Stored data entries:

::::::

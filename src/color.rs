//! A [`ColorValue`] holds one color projected into every supported model.

use std::{fmt, str::FromStr};

use serde::Serialize;

use crate::{
    error::ParseColorError,
    format::{format_color, Format},
    math::{clamp, round_to},
    models::{Hsl, Hsv, Model, Oklab, Oklch, Srgb},
};

#[cfg(not(feature = "f64"))]
/// A 32-bit floating point value that all components are stored as.
pub type Component = f32;

#[cfg(feature = "f64")]
/// A 64-bit floating point value that all components are stored as.
pub type Component = f64;

/// Represent the three components that describe any color.
#[derive(Clone, Copy, Debug, PartialEq)]
pub struct Components(pub Component, pub Component, pub Component);

impl Components {
    /// Return new components with each component mapped with the given
    /// function.
    pub fn map(&self, f: impl Fn(Component) -> Component) -> Self {
        Self(f(self.0), f(self.1), f(self.2))
    }
}

impl fmt::Display for Components {
    fn fmt(&self, f: &mut fmt::Formatter<'_>) -> fmt::Result {
        write!(f, "({}, {}, {})", self.0, self.1, self.2)
    }
}

/// A snapshot of a single RGBA color in every representation the crate
/// knows about.
///
/// All fields are projections of the same RGBA value and are computed
/// together in [`ColorValue::from_srgb`]. A value is never updated in place;
/// a new color produces a new [`ColorValue`].
#[derive(Clone, Debug, PartialEq, Serialize)]
pub struct ColorValue {
    /// Lowercase `#rrggbb`.
    pub hex: String,
    /// Lowercase `#rrggbbaa`.
    pub hex8: String,
    /// 8-bit sRGB channels.
    pub rgb: Srgb,
    /// HSL with saturation and lightness in percent.
    pub hsl: Hsl,
    /// HSV with saturation and value in percent.
    pub hsv: Hsv,
    /// OKLab.
    pub oklab: Oklab,
    /// OKLCH.
    pub oklch: Oklch,
}

impl ColorValue {
    /// Project an sRGB color into every supported model. Alpha is clamped
    /// and rounded to 3 decimals.
    pub fn from_srgb(srgb: Srgb) -> Self {
        let srgb = srgb.with_alpha(round_to(clamp(srgb.alpha, 0.0, 1.0), 3));

        Self {
            hex: srgb.to_hex(),
            hex8: srgb.to_hex8(),
            rgb: srgb,
            hsl: Hsl::from_srgb(&srgb),
            hsv: Hsv::from_srgb(&srgb),
            oklab: Oklab::from_srgb(&srgb),
            oklch: Oklch::from_srgb(&srgb),
        }
    }

    /// The shared alpha channel of every projection.
    pub fn alpha(&self) -> Component {
        self.rgb.alpha
    }

    /// Render this color in the given textual format.
    pub fn format(&self, format: Format) -> String {
        format_color(self, format)
    }
}

impl From<Srgb> for ColorValue {
    fn from(value: Srgb) -> Self {
        Self::from_srgb(value)
    }
}

impl FromStr for ColorValue {
    type Err = ParseColorError;

    fn from_str(s: &str) -> Result<Self, Self::Err> {
        s.parse::<Srgb>().map(Self::from_srgb)
    }
}

impl fmt::Display for ColorValue {
    fn fmt(&self, f: &mut fmt::Formatter<'_>) -> fmt::Result {
        if self.alpha() < 1.0 {
            f.write_str(&self.hex8)
        } else {
            f.write_str(&self.hex)
        }
    }
}

#[cfg(test)]
mod tests {
    use super::*;
    use crate::assert_component_eq;

    #[test]
    fn every_projection_shares_one_rgba_source() {
        let value = ColorValue::from_srgb(Srgb::new(210, 105, 30, 0.5));

        assert_eq!(value.hex, "#d2691e");
        assert_eq!(value.hex8, "#d2691e80");
        assert_eq!(value.hsl.alpha, 0.5);
        assert_eq!(value.hsv.alpha, 0.5);
        assert_eq!(value.oklab.alpha, 0.5);
        assert_eq!(value.oklch.alpha, 0.5);

        assert_component_eq!(value.hsl.hue, 25.0);
        assert_component_eq!(value.hsv.value, 82.35);
        assert_eq!(value.oklch.lightness, value.oklab.lightness);
        assert_component_eq!(value.oklch.hue, value.oklab.to_polar().hue, 0.01);
    }

    #[test]
    fn alpha_is_clamped_and_rounded() {
        let value = ColorValue::from_srgb(Srgb::new(0, 0, 0, 0.123456));
        assert_eq!(value.alpha(), 0.123);

        let value = ColorValue::from_srgb(Srgb::new(0, 0, 0, 4.0));
        assert_eq!(value.alpha(), 1.0);
        assert_eq!(value.hex8, "#000000ff");
    }

    #[test]
    fn display_prefers_short_hex_for_opaque_colors() {
        let opaque = ColorValue::from_srgb(Srgb::new(255, 255, 255, 1.0));
        assert_eq!(opaque.to_string(), "#ffffff");

        let translucent = ColorValue::from_srgb(Srgb::new(255, 255, 255, 0.0));
        assert_eq!(translucent.to_string(), "#ffffff00");
    }

    #[test]
    fn components_map_each_channel() {
        let c = Components(0.1, 0.2, 0.3).map(|v| v * 10.0);
        assert_component_eq!(c.0, 1.0);
        assert_component_eq!(c.1, 2.0);
        assert_component_eq!(c.2, 3.0);
    }
}
//! Model a color with the HSL notation in the sRGB color space.

use crate::color::Component;

tincture_macros::gen_model! {
    /// A color specified with the HSL notation in the sRGB color space.
    pub struct Hsl {
        /// The hue of the color in degrees, `0..360`.
        hue: Component,
        /// The saturation of the color in percent.
        saturation: Component,
        /// The lightness of the color in percent.
        lightness: Component,
    }
}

::::::

- [Assignment] Find and copy each line above holding "into".

- [Task result]
//! A [`ColorValue`] holds one color projected into every supported model.
    /// Project an sRGB color into every supported model. Alpha is clamped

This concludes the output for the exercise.